Le 9 mars, le Wall Street Journal publiait à la "une" sa réponse à une énigme qui avait intrigué deux de ses journalistes. Pourquoi compte-t-on tant de Français à Wall Street ou à Londres, parmi les quants - les analystes quantitatifs, ces spécialistes des titres financiers sophistiqués que sont les produits dérivés d'actions ou d'obligations ? s'étaient demandé Carrick Mollenkamp et Charles Fleming.

En remontant la filière, ils ont trouvé la réponse en la personne d'une Française, Nicole El Karoui, professeur de mathématiques à l'Ecole polytechnique, et à l'université Pierre-et-Marie-Curie (ParisVI). Une grande femme chaleureuse et directe de 61 ans, mère de cinq enfants "super-beaux", elle-même à l'image de sa discipline, où la simplicité d'une démonstration en fait l'élégance.

Un quant sur trois dans le monde est français. Tous n'ont pas été formés par Mme El Karoui. Le mastère 203 de l'université Paris-Dauphine, dirigé par sa collègue et amie Hélyette Geman, est aussi très prisé. Mais "le El Karoui", c'est-à-dire le mastère "Probabilités et Finance" de Paris-VI, est le label par excellence. "C'est devenu une mode ; une sorte de mafia s'est créée, car désormais les recruteurs sont ses anciens élèves", explique Elie Ayache, fondateur d'Ito 33, une petite société française spécialisée dans les logiciels de modélisation pour portefeuilles de produits dérivés.

Peu impressionné par ses cours - "j'ai lu son polycopié, il est assez standard" -, cet ancien élève de Polytechnique est en revanche béat quand il l'entend faire "des interventions transcendantales dans les conférences. En théorie des probabilités, c'est une autorité ; elle fait partie de ces personnes qui font progresser la science".

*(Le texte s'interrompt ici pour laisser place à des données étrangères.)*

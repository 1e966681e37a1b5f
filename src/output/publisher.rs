//! Result publishing
//!
//! Crawl output is merged into the site's intake metadata under `data` and
//! written as a named blob, replacing whatever an earlier crawl stored.

use crate::crawler::PageResult;
use crate::storage::{CrawlJob, SiteStore};
use crate::HarvestError;
use serde_json::{Map, Value};

/// Key the page list is stored under in the published document
pub const DATA_KEY: &str = "data";

/// Merges crawl output into a metadata document
///
/// Metadata that is not a JSON object (malformed, empty, or any other JSON
/// type) is replaced by an empty object. `data` is only written when at
/// least one page was collected, so an empty crawl leaves the metadata as it
/// was.
///
/// # Returns
///
/// The serialized document
pub fn merge_results(metadata: &str, pages: &[PageResult]) -> crate::Result<Vec<u8>> {
    let mut document = match serde_json::from_str::<Value>(metadata) {
        Ok(Value::Object(map)) => map,
        Ok(other) => {
            tracing::warn!(kind = json_kind(&other), "Metadata is not an object, starting empty");
            Map::new()
        }
        Err(e) => {
            if !metadata.trim().is_empty() {
                tracing::warn!(error = %e, "Malformed metadata, starting empty");
            }
            Map::new()
        }
    };

    if !pages.is_empty() {
        document.insert(DATA_KEY.to_string(), serde_json::to_value(pages)?);
    }

    Ok(serde_json::to_vec(&Value::Object(document))?)
}

/// Publishes a site's crawl output as `<sanitized name>.json`
///
/// # Returns
///
/// * `Ok(String)` - Name of the blob written
/// * `Err(HarvestError)` - Serialization or the blob write failed
pub fn publish(
    store: &dyn SiteStore,
    job: &CrawlJob,
    pages: &[PageResult],
) -> crate::Result<String> {
    let document = merge_results(&job.metadata, pages)?;
    let name = job.blob_name();

    store
        .put_blob(&name, &document)
        .map_err(|e| HarvestError::Publish(format!("{}: {}", name, e)))?;

    tracing::debug!(job_id = job.id, blob = %name, bytes = document.len(), "Published result");

    Ok(name)
}

fn json_kind(value: &Value) -> &'static str {
    match value {
        Value::Null => "null",
        Value::Bool(_) => "bool",
        Value::Number(_) => "number",
        Value::String(_) => "string",
        Value::Array(_) => "array",
        Value::Object(_) => "object",
    }
}
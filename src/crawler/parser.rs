//! HTML parser for extracting page text, title and anchors
//!
//! This module turns a fetched HTML document into the three things the
//! crawl engine consumes:
//! - The page title (from the `<title>` tag)
//! - The visible body text
//! - Every anchor target, exactly as written in the page

use crate::crawler::FetchedPage;
use scraper::{ElementRef, Html, Node, Selector};

/// Elements whose text content is never rendered
const HIDDEN_ELEMENTS: &[&str] = &["script", "style", "noscript", "template"];

/// Elements rendered on their own line
const BLOCK_ELEMENTS: &[&str] = &[
    "address", "article", "aside", "blockquote", "dd", "details", "dialog", "div", "dl", "dt",
    "fieldset", "figcaption", "figure", "footer", "form", "h1", "h2", "h3", "h4", "h5", "h6",
    "header", "hr", "li", "main", "nav", "ol", "p", "pre", "section", "summary", "table", "td",
    "th", "tr", "ul",
];

/// Parses HTML content into a fetched page
///
/// # Extraction Rules
///
/// - **Title:** text of the first `<title>`, trimmed; empty if absent
/// - **Text:** the rendered text under `<body>`, skipping hidden elements;
///   one line per block, blank lines dropped
/// - **Anchors:** the raw `href` of every `<a href>` in document order;
///   filtering and resolution happen later, per site
///
/// # Example
///
/// ```
/// use site_harvester::crawler::parse_html;
///
/// let html = r#"<html><head><title>Test</title></head>
///     <body><p>Hello</p><a href="/page">Link</a></body></html>"#;
/// let page = parse_html(html);
/// assert_eq!(page.title, "Test");
/// assert_eq!(page.text, "Hello\nLink");
/// assert_eq!(page.anchors, vec!["/page".to_string()]);
/// ```
pub fn parse_html(html: &str) -> FetchedPage {
    let document = Html::parse_document(html);

    FetchedPage {
        title: extract_title(&document),
        text: extract_text(&document),
        anchors: extract_anchors(&document),
    }
}

/// Extracts the page title from the HTML document
fn extract_title(document: &Html) -> String {
    let Ok(title_selector) = Selector::parse("title") else {
        return String::new();
    };

    document
        .select(&title_selector)
        .next()
        .map(|element| element.text().collect::<String>().trim().to_string())
        .unwrap_or_default()
}

/// Extracts the visible text of the document body
///
/// Text nodes are concatenated as rendered: inline markup such as `<b>` or
/// `<a>` adds nothing between words, while block elements and `<br>` start
/// a new line. Whitespace runs inside a line collapse to a single space.
fn extract_text(document: &Html) -> String {
    let Ok(body_selector) = Selector::parse("body") else {
        return String::new();
    };

    let Some(body) = document.select(&body_selector).next() else {
        return String::new();
    };

    let mut raw = String::new();
    collect_text(body, &mut raw);

    raw.lines()
        .map(|line| line.split_whitespace().collect::<Vec<_>>().join(" "))
        .filter(|line| !line.is_empty())
        .collect::<Vec<_>>()
        .join("\n")
}

/// Appends the rendered text of `element` to `out`
///
/// Source line breaks inside text nodes are plain whitespace; only element
/// boundaries put a `\n` into `out`.
fn collect_text(element: ElementRef<'_>, out: &mut String) {
    for child in element.children() {
        match child.value() {
            Node::Text(text) => {
                out.extend(text.chars().map(|c| if c.is_whitespace() { ' ' } else { c }));
            }
            Node::Element(_) => {
                let Some(child) = ElementRef::wrap(child) else {
                    continue;
                };
                let name = child.value().name();
                if HIDDEN_ELEMENTS.contains(&name) {
                    continue;
                }
                if name == "br" {
                    out.push('\n');
                    continue;
                }

                let block = BLOCK_ELEMENTS.contains(&name);
                if block {
                    out.push('\n');
                }
                collect_text(child, out);
                if block {
                    out.push('\n');
                }
            }
            _ => {}
        }
    }
}

/// Extracts every anchor target in document order
fn extract_anchors(document: &Html) -> Vec<String> {
    let Ok(a_selector) = Selector::parse("a[href]") else {
        return Vec::new();
    };

    document
        .select(&a_selector)
        .filter_map(|element| element.value().attr("href"))
        .map(str::to_string)
        .collect()
}
//! Test doubles shared by unit tests across modules

use crate::config::CrawlerConfig;
use crate::crawler::{FetchError, FetchedPage, PageFetcher};
use crate::state::SiteStatus;
use crate::storage::{
    ClaimedSite, CrawlJob, SiteStore, SqliteSiteStore, StorageError, StorageResult, UrlMatch,
};
use async_trait::async_trait;
use std::collections::HashMap;
use std::sync::{Arc, Mutex};
use std::time::Duration;

/// Crawler settings with no delay and a short timeout
pub fn crawler_config() -> CrawlerConfig {
    CrawlerConfig {
        request_delay_seconds: 0,
        page_timeout_seconds: 5,
        page_limit: 10,
        avoided_extensions: vec![".pdf".to_string(), ".jpg".to_string()],
    }
}

pub fn fetched_page(title: &str, text: &str, anchors: &[&str]) -> FetchedPage {
    FetchedPage {
        title: title.to_string(),
        text: text.to_string(),
        anchors: anchors.iter().map(|a| a.to_string()).collect(),
    }
}

/// Serves canned pages by exact URL; anything else is a 404
#[derive(Default)]
pub struct StaticFetcher {
    pages: HashMap<String, FetchedPage>,
    fetched: Arc<Mutex<Vec<String>>>,
}

impl StaticFetcher {
    pub fn new() -> Self {
        Self::default()
    }

    pub fn with_page(mut self, url: &str, page: FetchedPage) -> Self {
        self.pages.insert(url.to_string(), page);
        self
    }

    /// Handle to the list of URLs requested so far
    pub fn fetched(&self) -> Arc<Mutex<Vec<String>>> {
        self.fetched.clone()
    }
}

#[async_trait]
impl PageFetcher for StaticFetcher {
    async fn fetch(&self, url: &str, _timeout: Duration) -> Result<FetchedPage, FetchError> {
        self.fetched.lock().unwrap().push(url.to_string());
        self.pages
            .get(url)
            .cloned()
            .ok_or_else(|| FetchError::Status {
                url: url.to_string(),
                status: 404,
            })
    }
}

/// In-memory store that records status writes and can refuse blob writes
pub struct RecordingStore {
    inner: SqliteSiteStore,
    updates: Mutex<Vec<(i64, SiteStatus, String)>>,
    fail_blobs: bool,
}

impl RecordingStore {
    pub fn new() -> Self {
        Self {
            inner: SqliteSiteStore::open_in_memory().unwrap(),
            updates: Mutex::new(Vec::new()),
            fail_blobs: false,
        }
    }

    pub fn failing_blobs() -> Self {
        Self {
            fail_blobs: true,
            ..Self::new()
        }
    }

    /// Every `update_status` call, in order
    pub fn status_updates(&self) -> Vec<(i64, SiteStatus, String)> {
        self.updates.lock().unwrap().clone()
    }
}

impl SiteStore for RecordingStore {
    fn insert_site(&self, name: &str, url: &str, metadata: &str) -> StorageResult<i64> {
        self.inner.insert_site(name, url, metadata)
    }

    fn claim_pending(&self, batch_size: usize) -> StorageResult<Vec<ClaimedSite>> {
        self.inner.claim_pending(batch_size)
    }

    fn find_by_url(&self, url: &str) -> StorageResult<Vec<UrlMatch>> {
        self.inner.find_by_url(url)
    }

    fn mark_duplicate(&self, id: i64) -> StorageResult<bool> {
        self.inner.mark_duplicate(id)
    }

    fn get_by_id(&self, id: i64) -> StorageResult<CrawlJob> {
        self.inner.get_by_id(id)
    }

    fn update_status(&self, id: i64, status: SiteStatus, progress: &str) -> StorageResult<()> {
        self.updates
            .lock()
            .unwrap()
            .push((id, status, progress.to_string()));
        self.inner.update_status(id, status, progress)
    }

    fn reset_status(&self, id: i64) -> StorageResult<()> {
        self.inner.reset_status(id)
    }

    fn put_blob(&self, name: &str, data: &[u8]) -> StorageResult<()> {
        if self.fail_blobs {
            return Err(StorageError::Database("blob table unavailable".to_string()));
        }
        self.inner.put_blob(name, data)
    }

    fn get_blob(&self, name: &str) -> StorageResult<Vec<u8>> {
        self.inner.get_blob(name)
    }

    fn list_sites(&self) -> StorageResult<Vec<CrawlJob>> {
        self.inner.list_sites()
    }

    fn count_by_status(&self) -> StorageResult<HashMap<SiteStatus, u64>> {
        self.inner.count_by_status()
    }
}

Ses élèves de l'X ou du mastère de Paris-VI disent devoir s'accrocher pour suivre son enseignement : "J'ai eu du mal au début, j'ai dû y consacrer beaucoup plus de temps que pour n'importe quel autre cours", avoue Pierre Vaysse, qui fut son élève à l'X en 2005 et finit actuellement sa scolarité à la London School of Economics (LSE) de Londres. "Un quart des élèves décrochent au début", dit, ravi, celui qui a découvert grâce à elle que l'on peut gagner sa vie en faisant des mathématiques, sans être prof ni chercheur. Et même bien la gagner : le salaire annuel d'embauche d'un quant débutant est de 35 000 livres (50 000 euros) à Londres et de 40 000 euros à Paris. Les élèves dépassent très rapidement leur maître : arrivée au plus haut grade, et en fin de carrière, Mme El Karoui gagne 80 000 euros par an brut "pour 80 heures par semaine" - "elle suit énormément ses élèves", explique M. Vaysse.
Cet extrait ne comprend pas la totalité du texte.